After investigating the complaint, the deputy superintendent of police asked for the sanction of the authorities for prosecution of the two accused. The then director of technical education, Subhash Mahajan, refused the sanction.
Gaikwad objected to the same, saying Mahajan had no authority to give sanction or reject it as the sanctioning authority is the government. He filed another complaint against Bhise, Burade and Mahajan in March 2016 alleging that they conspired against him and Mahajan’s intention was to save the other two. An FIR was registered in this case too. Mahajan moved the Supreme Court, pleading for quashing of the petition against him.
When contacted by HT, Mahajan refused to comment on the matter.

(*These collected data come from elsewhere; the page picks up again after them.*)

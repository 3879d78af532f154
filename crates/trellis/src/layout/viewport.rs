//! Viewport reconciliation.
//!
//! After a relayout the editor should not jump: the anchor node must stay at
//! the same screen position. With `screen = world * zoom + pan`, that means
//! shifting the pan by the anchor's world-space movement scaled by zoom.

use trellis_core::{geometry::Point, graph::Viewport, identifier::Id};

use super::placement::LayoutResult;
use crate::structure::LayoutProblem;

/// Picks the node a layout is pinned by.
///
/// This is the scope's designated entry node when it was placed, otherwise the
/// first node (in problem order) on layer 0.
pub fn resolve_anchor(problem: &LayoutProblem, result: &LayoutResult) -> Option<Id> {
    problem
        .entry_node()
        .filter(|entry| result.contains(*entry))
        .or_else(|| {
            problem
                .nodes()
                .map(|node| node.id())
                .find(|id| {
                    result
                        .get(*id)
                        .is_some_and(|placement| placement.layer() == 0)
                })
        })
}

/// Returns the viewport that keeps the anchor at the same screen position.
///
/// If either anchor position is unknown the viewport is returned unchanged.
pub fn reconcile_viewport(
    old_anchor: Option<Point>,
    new_anchor: Option<Point>,
    viewport: Viewport,
) -> Viewport {
    match (old_anchor, new_anchor) {
        (Some(old), Some(new)) => {
            let delta = old.sub_point(new).scale(viewport.zoom());
            viewport.with_pan(viewport.pan().add_point(delta))
        }
        _ => viewport,
    }
}
//! Low-level graph storage shared by every layout problem.
//!
//! [`GraphInternal`] keeps nodes and edges in insertion order and tracks the
//! outgoing edges of every node. Insertion order is the tie-break
//! for everything downstream, so nothing here is allowed to iterate a hashed
//! collection.
//!
//! This is an internal module; [`LayoutProblem`](super::LayoutProblem) is the
//! public face of it.

use indexmap::IndexMap;

use trellis_core::identifier::Id;

/// Index of an edge in insertion order.
#[derive(Debug, Clone, Copy, PartialEq, Eq, Hash)]
pub(super) struct EdgeIndex(usize);

/// Core graph data structure.
///
/// - Node storage by ID with generic node data type `N`, in insertion order
/// - Edge storage with generic edge data type `E`, in insertion order
/// - Outgoing edge lists per node, also in insertion order
///
/// The graph is directed and allows self-loops and multiple edges between nodes.
#[derive(Debug, Clone)]
pub(super) struct GraphInternal<N, E> {
    nodes: IndexMap<Id, N>,
    edges: Vec<E>,
    outgoing_edges: IndexMap<Id, Vec<EdgeIndex>>,
}

impl<N, E> GraphInternal<N, E> {
    /// Creates a new empty graph.
    pub(super) fn new() -> Self {
        GraphInternal {
            nodes: IndexMap::new(),
            edges: Vec::new(),
            outgoing_edges: IndexMap::new(),
        }
    }

    /// Returns the node data for the given ID, if it exists.
    pub(super) fn node(&self, id: Id) -> Option<&N> {
        self.nodes.get(&id)
    }

    /// Returns mutable node data for the given ID, if it exists.
    pub(super) fn node_mut(&mut self, id: Id) -> Option<&mut N> {
        self.nodes.get_mut(&id)
    }

    /// Returns an iterator over all node data in insertion order.
    pub(super) fn nodes(&self) -> impl Iterator<Item = &N> {
        self.nodes.values()
    }

    /// Returns the total number of nodes in the graph.
    pub(super) fn nodes_count(&self) -> usize {
        self.nodes.len()
    }

    /// Checks if a node with the given ID exists in the graph.
    pub(super) fn contains_node(&self, id: Id) -> bool {
        self.nodes.contains_key(&id)
    }

    /// Returns an iterator over all edge data in insertion order.
    pub(super) fn edges(&self) -> impl Iterator<Item = &E> {
        self.edges.iter()
    }

    /// Returns the total number of edges in the graph.
    pub(super) fn edges_count(&self) -> usize {
        self.edges.len()
    }

    /// Returns the outgoing edges of `source_id` in insertion order.
    ///
    /// Returns an empty iterator if the node has no outgoing edges or does not exist.
    pub(super) fn outgoing(&self, source_id: Id) -> impl Iterator<Item = &E> {
        self.outgoing_edges
            .get(&source_id)
            .into_iter()
            .flatten()
            .map(|idx| &self.edges[idx.0])
    }

    /// Adds a node to the graph with the given ID and data.
    ///
    /// If a node with the same ID already exists, its data is replaced and it keeps
    /// its original position in the insertion order.
    pub(super) fn add_node(&mut self, id: Id, node: N) {
        self.nodes.insert(id, node);
    }

    /// Adds a directed edge to the graph between two nodes.
    ///
    /// # Panics
    /// Panics in debug mode if either the source or target node does not exist in the graph.
    /// Callers validate endpoints first; this check only catches internal bugs.
    pub(super) fn add_edge(&mut self, source_id: Id, target_id: Id, edge: E) -> EdgeIndex {
        debug_assert!(
            self.nodes.contains_key(&source_id),
            "Adding edge: Source node {source_id} does not exist",
        );
        debug_assert!(
            self.nodes.contains_key(&target_id),
            "Adding edge: Target node {target_id} does not exist",
        );

        self.edges.push(edge);

        let idx = EdgeIndex(self.edges.len() - 1);
        self.outgoing_edges.entry(source_id).or_default().push(idx);
        idx
    }

    /// Returns the edge data stored at `idx`.
    #[cfg(test)]
    fn edge(&self, idx: EdgeIndex) -> &E {
        &self.edges[idx.0]
    }
}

In its March 20 order, the Apex Court said that a preliminary enquiry should be completed within seven days if a complaint is registered against any person. It has also added that pending preliminary enquiry it is not mandatory to arrest the accused booked under the SC/ST Act despite lodging of an FIR. The order says that if the accused is a government servant, it is mandatory for the police to seek permission from his recruiting authority for the arrest.
Gaikwad said that the order has diluted the provisions of the Act, despite the fact that the Act was not implemented in his case. “Most of the time, the investigating officers try to defuse the case under pressure from influential persons from the upper castes during preliminary inquiry. In my case too, despite the Bombay high court denying Mahajan’s plea to quash the case, no action was taken against them. I have documents to prove that the law and judiciary department of the state government had asked the police to file the chargesheet, but nothing has happened so far. The implementation of the existing provisions should be the concern,” he said.
The Supreme Court’s March 20 order further adds, “Needless to say that if the allegation is to be acted upon, the proceedings can result in arrest or prosecution of the person and have serious consequences on his right to liberty even on a false complaint, which may not be intended by law meant for protection of bonafide victim. The question is whether this will be just and fair procedure under Article 21 of the Constitution or there can be procedural safeguards so that provisions of SC/ST Act are not abused for extraneous considerations.”